* **ABOUT THIS TASK**: From the entries below, give the number of lines where the word "display" occurs, and nothing else.

= Beginning of Section =

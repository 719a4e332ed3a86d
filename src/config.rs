//! Top-level application configuration: a [`replay_config::ReplayConfig`]
//! plus the handful of CLI-only knobs (log level, debug mode) the config
//! surface of §6 deliberately leaves to the host.

use std::path::{Path, PathBuf};

use replay_config::ReplayConfig;
use serde::{Deserialize, Serialize};

#[derive(Clone, Debug, Serialize, Deserialize)]
#[serde(default)]
pub struct AppConfig {
    pub replay: ReplayConfig,
    pub log_level: String,
    pub debug: bool,
}

impl Default for AppConfig {
    fn default() -> Self {
        Self {
            replay: replay_config::default_config(),
            log_level: "info".to_string(),
            debug: false,
        }
    }
}

pub struct LoadedConfig {
    pub config: AppConfig,
    pub path: Option<PathBuf>,
}

/// Loads the `replay` group via [`replay_config::load_config`] (file + env
/// layering, §6); the CLI-only fields come from the file alone when
/// present, defaulting otherwise.
pub fn load_config(config_path: Option<&Path>) -> crate::errors::AppResult<LoadedConfig> {
    let replay = replay_config::load_config(config_path)?;

    let (log_level, debug) = match config_path {
        Some(path) if path.exists() => {
            let content = std::fs::read_to_string(path).map_err(|err| crate::errors::AppError::Io {
                path: path.display().to_string(),
                reason: err.to_string(),
            })?;
            let value: serde_yaml::Value =
                serde_yaml::from_str(&content).map_err(|err| crate::errors::AppError::Parse {
                    kind: "config",
                    path: path.display().to_string(),
                    reason: err.to_string(),
                })?;
            let log_level = value
                .get("logLevel")
                .and_then(|v| v.as_str())
                .unwrap_or("info")
                .to_string();
            let debug = value.get("debug").and_then(|v| v.as_bool()).unwrap_or(false);
            (log_level, debug)
        }
        _ => ("info".to_string(), false),
    };

    Ok(LoadedConfig {
        config: AppConfig {
            replay,
            log_level,
            debug,
        },
        path: config_path.map(Path::to_path_buf),
    })
}

/// Builds an [`AppConfig`] from one of the named presets (§6), ignoring
/// any config file.
pub fn load_preset(name: &str) -> crate::errors::AppResult<AppConfig> {
    Ok(AppConfig {
        replay: replay_config::preset(name)?,
        log_level: "info".to_string(),
        debug: false,
    })
}
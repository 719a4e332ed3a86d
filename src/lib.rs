//! `replay-core` binary crate's library half: the component-graph wiring,
//! CLI-only configuration, and error aggregation that `src/cli/*` drives.
//! The replay subsystem itself lives in the `crates/*` workspace members;
//! this crate only assembles them for the binary (§0 of SPEC_FULL.md).

pub mod app_context;
pub mod cli;
pub mod config;
pub mod errors;
pub mod fixture;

= End of Section =

* **TASK OUTPUT**: 2